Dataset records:
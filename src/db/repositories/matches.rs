use diesel::prelude::*;

use crate::db::enums::MatchStatus;
use crate::db::models::matches::{Match, NewMatch};

pub struct MatchesRepo;

impl MatchesRepo {
    pub fn insert(
        conn: &mut PgConnection,
        new_match: &NewMatch,
    ) -> Result<Match, diesel::result::Error> {
        diesel::insert_into(crate::schema::matches::table)
            .values(new_match)
            .get_result(conn)
    }

    pub fn find_by_id(
        conn: &mut PgConnection,
        match_id: uuid::Uuid,
    ) -> Result<Option<Match>, diesel::result::Error> {
        use crate::schema::matches::dsl::*;
        matches
            .filter(id.eq(match_id))
            .first::<Match>(conn)
            .optional()
    }

    /// The idempotence lookup: at most one row exists per
    /// (cycle, mentor, mentee).
    pub fn find_by_pair(
        conn: &mut PgConnection,
        cycle: uuid::Uuid,
        mentor: uuid::Uuid,
        mentee: uuid::Uuid,
    ) -> Result<Option<Match>, diesel::result::Error> {
        use crate::schema::matches::dsl::*;
        matches
            .filter(cycle_id.eq(cycle))
            .filter(mentor_id.eq(mentor))
            .filter(mentee_id.eq(mentee))
            .first::<Match>(conn)
            .optional()
    }

    pub fn list_by_cycle(
        conn: &mut PgConnection,
        cycle: uuid::Uuid,
    ) -> Result<Vec<Match>, diesel::result::Error> {
        use crate::schema::matches::dsl::*;
        matches
            .filter(cycle_id.eq(cycle))
            .order(created_at.asc())
            .load::<Match>(conn)
    }

    pub fn list_all(conn: &mut PgConnection) -> Result<Vec<Match>, diesel::result::Error> {
        use crate::schema::matches::dsl::*;
        matches.order(created_at.asc()).load::<Match>(conn)
    }

    /// Mentees already holding a pending or approved match in the cycle;
    /// they are excluded from further candidate generation.
    pub fn engaged_mentee_ids(
        conn: &mut PgConnection,
        cycle: uuid::Uuid,
    ) -> Result<Vec<uuid::Uuid>, diesel::result::Error> {
        use crate::schema::matches::dsl::*;
        matches
            .filter(cycle_id.eq(cycle))
            .filter(status.ne(MatchStatus::Rejected))
            .select(mentee_id)
            .load::<uuid::Uuid>(conn)
    }

    /// Mentor+mentee pairs that were already scored and rejected in this
    /// cycle; re-runs must not re-propose them.
    pub fn rejected_pairs(
        conn: &mut PgConnection,
        cycle: uuid::Uuid,
    ) -> Result<Vec<(uuid::Uuid, uuid::Uuid)>, diesel::result::Error> {
        use crate::schema::matches::dsl::*;
        matches
            .filter(cycle_id.eq(cycle))
            .filter(status.eq(MatchStatus::Rejected))
            .select((mentor_id, mentee_id))
            .load::<(uuid::Uuid, uuid::Uuid)>(conn)
    }

    pub fn count_open_by_cycle(
        conn: &mut PgConnection,
        cycle: uuid::Uuid,
    ) -> Result<i64, diesel::result::Error> {
        use crate::schema::matches::dsl::*;
        matches
            .filter(cycle_id.eq(cycle))
            .filter(status.ne(MatchStatus::Rejected))
            .count()
            .get_result::<i64>(conn)
    }

    pub fn count_by_cycle(
        conn: &mut PgConnection,
        cycle: uuid::Uuid,
    ) -> Result<i64, diesel::result::Error> {
        use crate::schema::matches::dsl::*;
        matches.filter(cycle_id.eq(cycle)).count().get_result::<i64>(conn)
    }

    pub fn set_approval_flag(
        conn: &mut PgConnection,
        match_id: uuid::Uuid,
        approving_as_mentor: bool,
    ) -> Result<Match, diesel::result::Error> {
        use crate::schema::matches::dsl as m;
        if approving_as_mentor {
            diesel::update(m::matches.filter(m::id.eq(match_id)))
                .set((
                    m::mentor_approved.eq(true),
                    m::updated_at.eq(chrono::Utc::now()),
                ))
                .get_result::<Match>(conn)
        } else {
            diesel::update(m::matches.filter(m::id.eq(match_id)))
                .set((
                    m::mentee_approved.eq(true),
                    m::updated_at.eq(chrono::Utc::now()),
                ))
                .get_result::<Match>(conn)
        }
    }

    /// The PENDING -> APPROVED transition. Conditional on both approval
    /// flags so that of two concurrent approvals exactly one observes the
    /// transition and instantiates the mentorship.
    pub fn promote_if_both_approved(
        conn: &mut PgConnection,
        match_id: uuid::Uuid,
    ) -> Result<Option<Match>, diesel::result::Error> {
        use crate::schema::matches::dsl as m;
        diesel::update(
            m::matches
                .filter(m::id.eq(match_id))
                .filter(m::status.eq(MatchStatus::Pending))
                .filter(m::mentor_approved.eq(true))
                .filter(m::mentee_approved.eq(true)),
        )
        .set((
            m::status.eq(MatchStatus::Approved),
            m::updated_at.eq(chrono::Utc::now()),
        ))
        .get_result::<Match>(conn)
        .optional()
    }

    pub fn reject_if_pending(
        conn: &mut PgConnection,
        match_id: uuid::Uuid,
    ) -> Result<Option<Match>, diesel::result::Error> {
        use crate::schema::matches::dsl as m;
        diesel::update(
            m::matches
                .filter(m::id.eq(match_id))
                .filter(m::status.eq(MatchStatus::Pending)),
        )
        .set((
            m::status.eq(MatchStatus::Rejected),
            m::updated_at.eq(chrono::Utc::now()),
        ))
        .get_result::<Match>(conn)
        .optional()
    }
}
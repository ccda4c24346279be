use diesel::prelude::*;
use serde::Serialize;
use uuid::Uuid;

use crate::{
    db::enums::{MatchStatus, MentorshipStatus, ProgramStatus},
    db::repositories::certificates::CertificatesRepo,
    db::repositories::matches::MatchesRepo,
    db::repositories::mentorships::MentorshipsRepo,
    db::repositories::progress::ProgressRepo,
    db::repositories::programs::ProgramsRepo,
    error::AppError,
};

#[derive(Serialize)]
pub struct MentorshipProgressReport {
    pub mentorship_id: Uuid,
    pub cycle_id: Uuid,
    pub mentor_id: Uuid,
    pub mentee_id: Uuid,
    pub status: MentorshipStatus,
    pub sessions_completed: i32,
    pub current_week: Option<i32>,
    pub program_status: Option<ProgramStatus>,
    pub tasks_completed: i32,
    pub total_tasks: i32,
    pub engagement_score: i32,
    pub skill_improvement: i32,
}

#[derive(Serialize)]
pub struct MentorshipAnalytics {
    pub total_matches: i64,
    pub pending_matches: i64,
    pub approved_matches: i64,
    pub rejected_matches: i64,
    pub average_match_score: f64,
    pub total_mentorships: i64,
    pub active_mentorships: i64,
    pub completed_mentorships: i64,
    pub cancelled_mentorships: i64,
    pub completion_rate: f64,
    pub certificates_issued: i64,
}

pub struct AnalyticsService;

impl AnalyticsService {
    /// Per-mentorship progress rollup: current program week plus the
    /// latest recomputed snapshot.
    pub fn mentorship_progress(
        conn: &mut PgConnection,
        cycle_id: Option<Uuid>,
    ) -> Result<Vec<MentorshipProgressReport>, AppError> {
        let mentorships = match cycle_id {
            Some(cycle) => MentorshipsRepo::list_by_cycle(conn, cycle)?,
            None => MentorshipsRepo::list_all(conn)?,
        };

        let mut reports = Vec::with_capacity(mentorships.len());
        for mentorship in mentorships {
            let program = ProgramsRepo::find_by_mentorship(conn, mentorship.id)?;
            let snapshot = ProgressRepo::latest_for_mentorship(conn, mentorship.id)?;
            reports.push(MentorshipProgressReport {
                mentorship_id: mentorship.id,
                cycle_id: mentorship.cycle_id,
                mentor_id: mentorship.mentor_id,
                mentee_id: mentorship.mentee_id,
                status: mentorship.status,
                sessions_completed: mentorship.sessions_completed,
                current_week: program.as_ref().map(|p| p.week),
                program_status: program.as_ref().map(|p| p.status),
                tasks_completed: snapshot.as_ref().map(|s| s.tasks_completed).unwrap_or(0),
                total_tasks: snapshot.as_ref().map(|s| s.total_tasks).unwrap_or(0),
                engagement_score: snapshot.as_ref().map(|s| s.engagement_score).unwrap_or(0),
                skill_improvement: snapshot.as_ref().map(|s| s.skill_improvement).unwrap_or(0),
            });
        }
        Ok(reports)
    }

    /// Cohort-level counters. The mentor-load figure everywhere else is
    /// the transactional `current_mentees` counter; the derived counts
    /// here are read-only reporting.
    pub fn summary(
        conn: &mut PgConnection,
        cycle_id: Option<Uuid>,
    ) -> Result<MentorshipAnalytics, AppError> {
        let matches = match cycle_id {
            Some(cycle) => MatchesRepo::list_by_cycle(conn, cycle)?,
            None => MatchesRepo::list_all(conn)?,
        };
        let mentorships = match cycle_id {
            Some(cycle) => MentorshipsRepo::list_by_cycle(conn, cycle)?,
            None => MentorshipsRepo::list_all(conn)?,
        };
        let certificates_issued = match cycle_id {
            Some(cycle) => CertificatesRepo::count_by_cycle(conn, cycle)?,
            None => CertificatesRepo::count(conn)?,
        };

        let total_matches = matches.len() as i64;
        let pending_matches = matches
            .iter()
            .filter(|m| m.status == MatchStatus::Pending)
            .count() as i64;
        let approved_matches = matches
            .iter()
            .filter(|m| m.status == MatchStatus::Approved)
            .count() as i64;
        let rejected_matches = matches
            .iter()
            .filter(|m| m.status == MatchStatus::Rejected)
            .count() as i64;
        let average_match_score = if matches.is_empty() {
            0.0
        } else {
            matches.iter().map(|m| m.match_score as f64).sum::<f64>() / matches.len() as f64
        };

        let total_mentorships = mentorships.len() as i64;
        let active_mentorships = mentorships
            .iter()
            .filter(|m| m.status == MentorshipStatus::Active)
            .count() as i64;
        let completed_mentorships = mentorships
            .iter()
            .filter(|m| m.status == MentorshipStatus::Completed)
            .count() as i64;
        let cancelled_mentorships = mentorships
            .iter()
            .filter(|m| m.status == MentorshipStatus::Cancelled)
            .count() as i64;
        let completion_rate = if total_mentorships > 0 {
            completed_mentorships as f64 / total_mentorships as f64
        } else {
            0.0
        };

        Ok(MentorshipAnalytics {
            total_matches,
            pending_matches,
            approved_matches,
            rejected_matches,
            average_match_score,
            total_mentorships,
            active_mentorships,
            completed_mentorships,
            cancelled_mentorships,
            completion_rate,
            certificates_issued,
        })
    }
}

## Action item
Lines from the one holding "matches.iter().map(|m| m.match_score as" to the last line of the records: return these exactly, and only these.

## Result of the task
            matches.iter().map(|m| m.match_score as f64).sum::<f64>() / matches.len() as f64
        };

        let total_mentorships = mentorships.len() as i64;
        let active_mentorships = mentorships
            .iter()
            .filter(|m| m.status == MentorshipStatus::Active)
            .count() as i64;
        let completed_mentorships = mentorships
            .iter()
            .filter(|m| m.status == MentorshipStatus::Completed)
            .count() as i64;
        let cancelled_mentorships = mentorships
            .iter()
            .filter(|m| m.status == MentorshipStatus::Cancelled)
            .count() as i64;
        let completion_rate = if total_mentorships > 0 {
            completed_mentorships as f64 / total_mentorships as f64
        } else {
            0.0
        };

        Ok(MentorshipAnalytics {
            total_matches,
            pending_matches,
            approved_matches,
            rejected_matches,
            average_match_score,
            total_mentorships,
            active_mentorships,
            completed_mentorships,
            cancelled_mentorships,
            completion_rate,
            certificates_issued,
        })
    }
}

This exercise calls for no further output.